2. A passive or active filter can be used to remove noise from the signal. The electrical noise can be 50 Hz that is a result of inadequate optical filtering of the light from the light fixtures in the room, d.c. that is a result of sunlight reaching the optical sensor, and RF noise picked up from the wires in your circuit. Determine the likely range in frequencies of the pulses. The corner frequencies of your low-pass filter should be a factor of 10 smaller than the minimum frequency of the pulses and the corner frequency of your high-pass filter should be a factor of 10 higher than the maximum of the pulses. Record these corner frequencies in your notebook and the range in pulses that you expect to measure.

3. Choose the resistors and capacitors for the amplification and filtering. Selecting these components can be a bit circular – the value of each component can depend on the other components in the circuit. However, I suggest you do the following:

a. Determine the ratio of the input and feedback resistors in the amplifier. b. Design the input filter (high pass). You need to think of the corner frequency you want for this filter and then, using the formula, determine the C and R values. HOWEVER, the challenge is that the R has not to be too big because the other resistor has to be so many times larger. The smaller the R is the larger the C has to be and large capacitors are annoyingly clumsy.

c. Design the low pass filter. The input resistor determines the feedback resistor via the required gain. The C value for the capacitor can then now be calculated once you have decided on the corner frequency.

d. Determine the reference voltage for the positive input terminal for the op amp. This helps limit the number of false pulses that will be measured. This is simple – a voltage divider with two resistors where the voltage supply is 3.3 V. The values of the resistor are not critical, but they should not allow too much current to pass (a waste). However, they cannot be too big or the current that flows into the operational amplifier (ideally 0 mA, but nothing is ideal) will affect the voltage at positive input terminal of the operational amplifier. To determine what is too big, find the value of the differential input resistance of the operational amplifier. Also note that there is noise generated by the resistors themselves, which increases as the value of the resistor increases, known as thermal or Johnson noise.
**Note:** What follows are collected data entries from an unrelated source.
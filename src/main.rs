//! Face Stream Service
//!
//! Real-time multi-session face recognition over video sources, served as
//! annotated MJPEG streams through a REST API.

use std::sync::Arc;

use anyhow::Result;
use tokio::net::TcpListener;
use tracing::{info, Level};
use tracing_subscriber::FmtSubscriber;

use facestream::api::rest::{create_rest_router, AppState};
use facestream::config::Config;
use facestream::engine::openvino::OpenVinoEngineFactory;
use facestream::engine::{EnginePool, ImageDirSource};
use facestream::service::StreamManager;
use facestream::storage::InMemoryIdentityStore;

#[tokio::main]
async fn main() -> Result<()> {
    FmtSubscriber::builder()
        .with_max_level(Level::INFO)
        .with_target(false)
        .init();

    info!("starting face stream service v{}", env!("CARGO_PKG_VERSION"));

    let config = Arc::new(Config::load(Config::default_path()).unwrap_or_else(|err| {
        info!("using default config ({err})");
        Config::default()
    }));

    info!("configuration loaded:");
    info!("  REST port: {}", config.server.rest_port);
    info!("  device: {}", config.inference.device);
    info!("  engine pool capacity: {}", config.inference.pool_capacity);
    info!(
        "  default stream lifetime: {} minute(s)",
        config.stream.default_lifetime_minutes
    );

    // The pool is built eagerly: a partially-loadable model setup aborts
    // startup instead of failing streams later.
    let factory = Arc::new(OpenVinoEngineFactory::new(&config)?);
    let pool = Arc::new(EnginePool::new(config.inference.pool_capacity, factory)?);

    let store = Arc::new(InMemoryIdentityStore::new());
    if store.is_empty() {
        info!("identity store is empty; faces will be labeled Unknown until identities are added");
    }

    let manager = Arc::new(StreamManager::new(
        config.clone(),
        pool.clone(),
        Arc::new(ImageDirSource),
        store,
    ));

    tokio::spawn(manager.clone().run_expiry_sweeper());
    info!("expiry sweeper started");

    let state = Arc::new(AppState {
        manager: manager.clone(),
    });
    let router = create_rest_router(state);

    let addr = format!("0.0.0.0:{}", config.server.rest_port);
    let listener = TcpListener::bind(&addr).await?;
    info!("REST API listening on http://{addr}");

    axum::serve(listener, router)
        .with_graceful_shutdown(async {
            let _ = tokio::signal::ctrl_c().await;
        })
        .await?;

    info!("shutdown signal received, cleaning up");
    manager.shutdown_all().await;
    pool.dispose();
    info!("goodbye");

    Ok(())
}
e. You also need to add in the bypass capacitor to prevent noise from the voltage supply from affecting the output of the operational amplifier. This should be biggish, say 0.1uF, or 1uF. It can be a polarised electrolytic capacitor if you want biggest values.

f. Simulate the operation of the amplifier. Verify that the gain and corner frequencies are as you had expected.
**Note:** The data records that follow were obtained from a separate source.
//! In-memory identity store
//!
//! Linear-scan reference implementation used for tests and small
//! deployments; production stores implement `IdentityStore` over their own
//! index.

use parking_lot::RwLock;

use super::traits::{cosine_similarity, IdentityMatch, IdentityStore};

struct IdentityRecord {
    name: String,
    external_id: String,
    embedding: Vec<f32>,
}

#[derive(Default)]
pub struct InMemoryIdentityStore {
    records: RwLock<Vec<IdentityRecord>>,
}

impl InMemoryIdentityStore {
    pub fn new() -> Self {
        Self::default()
    }

    pub fn add(&self, name: impl Into<String>, external_id: impl Into<String>, embedding: Vec<f32>) {
        self.records.write().push(IdentityRecord {
            name: name.into(),
            external_id: external_id.into(),
            embedding,
        });
    }

    pub fn len(&self) -> usize {
        self.records.read().len()
    }

    pub fn is_empty(&self) -> bool {
        self.records.read().is_empty()
    }
}

impl IdentityStore for InMemoryIdentityStore {
    fn search(&self, embedding: &[f32], threshold: f32) -> Option<IdentityMatch> {
        let records = self.records.read();

        let mut best: Option<IdentityMatch> = None;
        for record in records.iter() {
            let similarity = cosine_similarity(embedding, &record.embedding);
            if similarity < threshold {
                continue;
            }
            if best.as_ref().map_or(true, |b| similarity > b.similarity) {
                best = Some(IdentityMatch {
                    name: record.name.clone(),
                    external_id: record.external_id.clone(),
                    similarity,
                });
            }
        }
        best
    }
}

#[cfg(test)]
mod tests {
    use super::*;

    fn store_with_two() -> InMemoryIdentityStore {
        let store = InMemoryIdentityStore::new();
        store.add("Alice", "EMP001", vec![1.0, 0.0, 0.0]);
        store.add("Bob", "EMP002", vec![0.0, 1.0, 0.0]);
        store
    }

    #[test]
    fn test_search_returns_best_match() {
        let store = store_with_two();
        let found = store.search(&[0.9, 0.1, 0.0], 0.5).unwrap();
        assert_eq!(found.name, "Alice");
        assert_eq!(found.external_id, "EMP001");
        assert!(found.similarity > 0.9);
    }

    #[test]
    fn test_search_respects_threshold() {
        let store = store_with_two();
        assert!(store.search(&[0.7, 0.7, 0.0], 0.99).is_none());
    }

    #[test]
    fn test_search_empty_store() {
        let store = InMemoryIdentityStore::new();
        assert!(store.search(&[1.0, 0.0], 0.1).is_none());
    }
}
g. You will likely have to go round your design cycle several times to settle on values. Record all attempts in your notebook – the calculations along with the results from the simulation.
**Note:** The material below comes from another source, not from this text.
//! API module - REST handlers for stream management

pub mod rest;

pub use rest::create_rest_router;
4. Once done, use the prototype board and wire your circuit up. Test your design using a known time-varying signal input and the oscilloscope to compare the input signal with the output of your amplifier and filter. Record the operation in your notebook.

5. Once your amp is running as designed, connect the optical sensor’s output as the input signal to the amplifier and filter circuit. Collect images from the oscilloscope of your pulse as measured by the optical sensor and then filtered and amplified.